WHAT THIS TASK INVOLVES
Starting at the line that holds "out.cap(k.or(self.k));" and stopping at the line that holds "per key wins", restate the records below word for word, with both of those lines included.

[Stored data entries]
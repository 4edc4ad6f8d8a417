//! sieve-embed
//!
//! Embedding backends behind `sieve_core::Embedder`: a candle XLM-RoBERTa
//! model for real runs and a hashing embedder for tests and offline use.
use anyhow::Result;

use sieve_core::Embedder;

pub mod bert;
pub mod device;
pub mod hash;
pub mod pool;
pub mod tokenize;

pub use bert::BertEmbedder;
pub use hash::HashEmbedder;
pub use pool::masked_mean_l2;

pub const FAKE_DIM: usize = 1024;

/// The hashing embedder when `SIEVE_USE_FAKE_EMBEDDINGS` is `1`/`true`, the real model otherwise.
pub fn default_embedder() -> Result<Box<dyn Embedder>> {
    let use_fake = std::env::var("SIEVE_USE_FAKE_EMBEDDINGS").ok().is_some_and(|v| v == "1" || v.eq_ignore_ascii_case("true"));
    if use_fake {
        tracing::info!("using hash embedder");
        return Ok(Box::new(HashEmbedder::new(FAKE_DIM)));
    }
    Ok(Box::new(BertEmbedder::load(&bert::resolve_model_dir()?)?))
}
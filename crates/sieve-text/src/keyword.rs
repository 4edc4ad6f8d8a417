//! Keyword matcher that emits ordered but unscored results.
//!
//! Documents are ranked by how many distinct query keywords they contain,
//! ties broken by insertion order (or by upstream order when restricted to
//! candidates). Items carry no `similarity`: the order is the signal.
use std::collections::{HashMap, HashSet};

use sieve_core::{Document, Error, Key, Query, Result, ResultList, ScoredItem, Stage};

use crate::analysis::tokenize;

pub struct KeywordRetriever {
    name: String,
    key_field: String,
    on: Vec<String>,
    k: Option<usize>,
    keywords: Option<HashSet<String>>,
    postings: HashMap<String, HashSet<Key>>,
    terms: HashMap<Key, HashSet<String>>,
    position: HashMap<Key, usize>,
}

impl KeywordRetriever {
    pub fn new(key_field: impl Into<String>, on: Vec<String>, k: Option<usize>) -> Self {
        Self {
            name: format!("keyword({})", on.join(",")),
            key_field: key_field.into(),
            on,
            k,
            keywords: None,
            postings: HashMap::new(),
            terms: HashMap::new(),
            position: HashMap::new(),
        }
    }

    /// Only these keywords are ever matched; other query tokens are ignored.
    #[must_use]
    pub fn with_keywords<I, S>(mut self, keywords: I) -> Self
    where
        I: IntoIterator<Item = S>,
        S: AsRef<str>,
    {
        self.keywords = Some(keywords.into_iter().flat_map(|k| tokenize(k.as_ref())).collect());
        self
    }

    #[must_use]
    pub fn with_name(mut self, name: impl Into<String>) -> Self { self.name = name.into(); self }

    pub fn len(&self) -> usize { self.terms.len() }

    pub fn is_empty(&self) -> bool { self.terms.is_empty() }

    fn query_terms(&self, text: &str) -> HashSet<String> {
        tokenize(text)
            .into_iter()
            .filter(|t| self.keywords.as_ref().map_or(true, |kw| kw.contains(t)))
            .collect()
    }

    fn remove(&mut self, key: &Key) {
        let Some(old) = self.terms.remove(key) else { return };
        for term in old {
            if let Some(keys) = self.postings.get_mut(&term) {
                keys.remove(key);
                if keys.is_empty() { self.postings.remove(&term); }
            }
        }
    }
}

impl Stage for KeywordRetriever {
    fn name(&self) -> &str { &self.name }
    fn key_field(&self) -> &str { &self.key_field }
    fn k(&self) -> Option<usize> { self.k }

    fn search(&self, query: &Query, candidates: Option<&ResultList>, k: Option<usize>) -> Result<ResultList> {
        let Some(text) = query.as_text() else {
            return Err(Error::InvalidQuery(format!("{} only accepts text queries, got a {} query", self.name, query.kind())));
        };
        let mut matches: HashMap<&Key, usize> = HashMap::new();
        for term in self.query_terms(text) {
            for key in self.postings.get(&term).into_iter().flatten() {
                *matches.entry(key).or_default() += 1;
            }
        }

        let rank_of: HashMap<&Key, usize> = match candidates {
            Some(c) => c.keys().enumerate().map(|(i, key)| (key, i)).collect(),
            None => self.position.iter().map(|(key, i)| (key, *i)).collect(),
        };
        let mut ranked: Vec<(&Key, usize, usize)> = matches
            .into_iter()
            .filter_map(|(key, hits)| rank_of.get(key).map(|rank| (key, hits, *rank)))
            .collect();
        ranked.sort_by(|a, b| b.1.cmp(&a.1).then(a.2.cmp(&b.2)));

        let mut out: ResultList = ranked.into_iter().map(|(key, _, _)| ScoredItem::new(&self.key_field, key.clone())).collect();
        out.cap(k.or(self.k));
        Ok(out)
    }

    /// Re-adding a key replaces its keywords but keeps its original position.
    fn add(&mut self, documents: &[Document]) -> Result<()> {
        let keys = documents.iter().map(|d| Key::of(d, &self.key_field, &self.name)).collect::<Result<Vec<_>>>()?;
        for (document, key) in documents.iter().zip(keys) {
            self.remove(&key);
            let terms: HashSet<String> = sieve_core::types::join_fields(document, &self.on).map(|t| tokenize(&t).into_iter().collect()).unwrap_or_default();
            for term in &terms {
                self.postings.entry(term.clone()).or_default().insert(key.clone());
            }
            let next = self.position.len();
            self.position.entry(key.clone()).or_insert(next);
            self.terms.insert(key, terms);
        }
        tracing::info!(stage = %self.name, added = documents.len(), total = self.len(), "keyword index updated");
        Ok(())
    }
}
//! sieve-pipeline
//!
//! Composition of retrieval stages into one callable pipeline:
//! - `chain` runs stages in sequence, each one searching only the previous output
//! - `union` merges branches, first occurrence per key wins
//! - `vote` merges branches by mean normalised score
//! - `mapping` resolves bare keys to full documents
//! - `top_k` truncates
//!
//! Building a pipeline executes nothing. `Pipeline::run` evaluates it for a
//! single query or a batch.
mod eval;
pub mod mapping;
mod node;
pub mod union;
pub mod vote;

pub use mapping::DocumentMap;
pub use node::{chain, leaf, mapping, top_k, union, vote, Pipeline};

EXERCISE RESULT
        out.cap(k.or(self.k));
        Ok(out)
    }

    /// Re-adding a key replaces its keywords but keeps its original position.
    fn add(&mut self, documents: &[Document]) -> Result<()> {
        let keys = documents.iter().map(|d| Key::of(d, &self.key_field, &self.name)).collect::<Result<Vec<_>>>()?;
        for (document, key) in documents.iter().zip(keys) {
            self.remove(&key);
            let terms: HashSet<String> = sieve_core::types::join_fields(document, &self.on).map(|t| tokenize(&t).into_iter().collect()).unwrap_or_default();
            for term in &terms {
                self.postings.entry(term.clone()).or_default().insert(key.clone());
            }
            let next = self.position.len();
            self.position.entry(key.clone()).or_insert(next);
            self.terms.insert(key, terms);
        }
        tracing::info!(stage = %self.name, added = documents.len(), total = self.len(), "keyword index updated");
        Ok(())
    }
}
//! sieve-pipeline
//!
//! Composition of retrieval stages into one callable pipeline:
//! - `chain` runs stages in sequence, each one searching only the previous output
//! - `union` merges branches, first occurrence per key wins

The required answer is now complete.